Finch secures 2.7x return on Indonesia's Cermati
Early-stage technology investor Finch Capital has sold its minority stake in Indonesian financial technology developer Cermati to local conglomerate The Djarum Group, realizing a 2.7x return on capital in its first exit in Indonesia.
East Ventures, which according to AVCJ Research has invested in Cermati twice since 2015, has also exited to Djarum, the firm’s co-founder and managing partner Wilson Cuaca told Bisnis Indonesia. The sale price has not been disclosed, though Finch – then called Orange Growth Capital – was reported to have invested a “seven-digit” US dollar figure in 2017.
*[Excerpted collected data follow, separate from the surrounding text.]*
//! Core game logic module for Snake
//!
//! This module contains all the game logic without any I/O or rendering dependencies.
//! The engine owns the single live [`GameState`]; callers feed it intents and read
//! [`Snapshot`]s back.

pub mod action;
pub mod config;
pub mod engine;
pub mod state;

// Re-export commonly used types
pub use action::{Direction, Intent};
pub use config::{GameConfig, TickSpeed};
pub use engine::{GameEngine, TickResult};
pub use state::{GameOverReason, GameState, Phase, Position, Snake, Snapshot};
pub mod human;

pub use human::HumanMode;
use anyhow::Result;
use clap::Parser;
use grid_snake::input::ControlScheme;
use grid_snake::logging::{self, LogLevel};
use grid_snake::modes::HumanMode;
use grid_snake::settings::{Overrides, Settings};
use std::path::PathBuf;

#[derive(Parser)]
#[command(name = "grid_snake")]
#[command(version, about = "Single-player Snake in the terminal")]
struct Cli {
    /// JSON config file; flags below override its values
    #[arg(long)]
    config: Option<PathBuf>,

    /// Grid width and height
    #[arg(long)]
    grid_size: Option<usize>,

    /// Seconds between ticks (0.1 - 1.0)
    #[arg(long)]
    speed: Option<f64>,

    /// Direction table for the on-screen buttons
    #[arg(long, value_enum)]
    controls: Option<ControlScheme>,

    /// Seed for reproducible food placement
    #[arg(long)]
    seed: Option<u64>,

    /// Append logs to this file (nothing is logged otherwise)
    #[arg(long)]
    log_file: Option<PathBuf>,

    /// Log verbosity
    #[arg(long, value_enum, default_value_t = LogLevel::Info)]
    log_level: LogLevel,
}

#[tokio::main]
async fn main() -> Result<()> {
    let cli = Cli::parse();

    logging::init(cli.log_file.as_deref(), cli.log_level)?;

    let overrides = Overrides {
        grid_size: cli.grid_size,
        tick_interval_secs: cli.speed,
        control_scheme: cli.controls,
        seed: cli.seed,
    };
    let settings = Settings::resolve(cli.config.as_deref(), overrides)?;

    let mut human_mode = HumanMode::new(&settings);
    human_mode.run().await?;

    Ok(())
}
Cermati launched in 2014 as a marketplace for off-the-shelf financial products such as personal loans and credit cards, and has since expanded its offering to include car loans, mortgages, and health and car insurance. It also partners with financial institutions, providing software for ID verification, risk assessment, and loan underwriting. The company has more than one million customers in 10 Indonesian cities.
“Cermati is a perfect example of how technology-enabled businesses can penetrate a market that previously was difficult to access,” said Hans de Back, a partner at Finch, in a statement. “Indonesians have a strong appetite for financial products, as the country’s economy is seeing significant growth and a large part of the population previously did not have access to financial products.”
Finch has offices in Amsterdam, London, and Singapore, and backs early-stage technology companies in Southeast Asia and Europe. Its Indonesia portfolio also includes mobile bill payment platform Ayopop and customer engagement platform Tada, which it backed in November 2017 and June of this year, respectively.
Venture capital firms focused on Southeast Asia have seen a growing range of exit avenues in recent years. Along with trade sales to local players like Djarum, regional strategic interests have also become increasingly prominent, as with Alibaba Group and its purchase of Lazada in 2016. The US IPO of Sea Group last year is also seen to indicate the viability of global liquidity paths for local tech start-ups.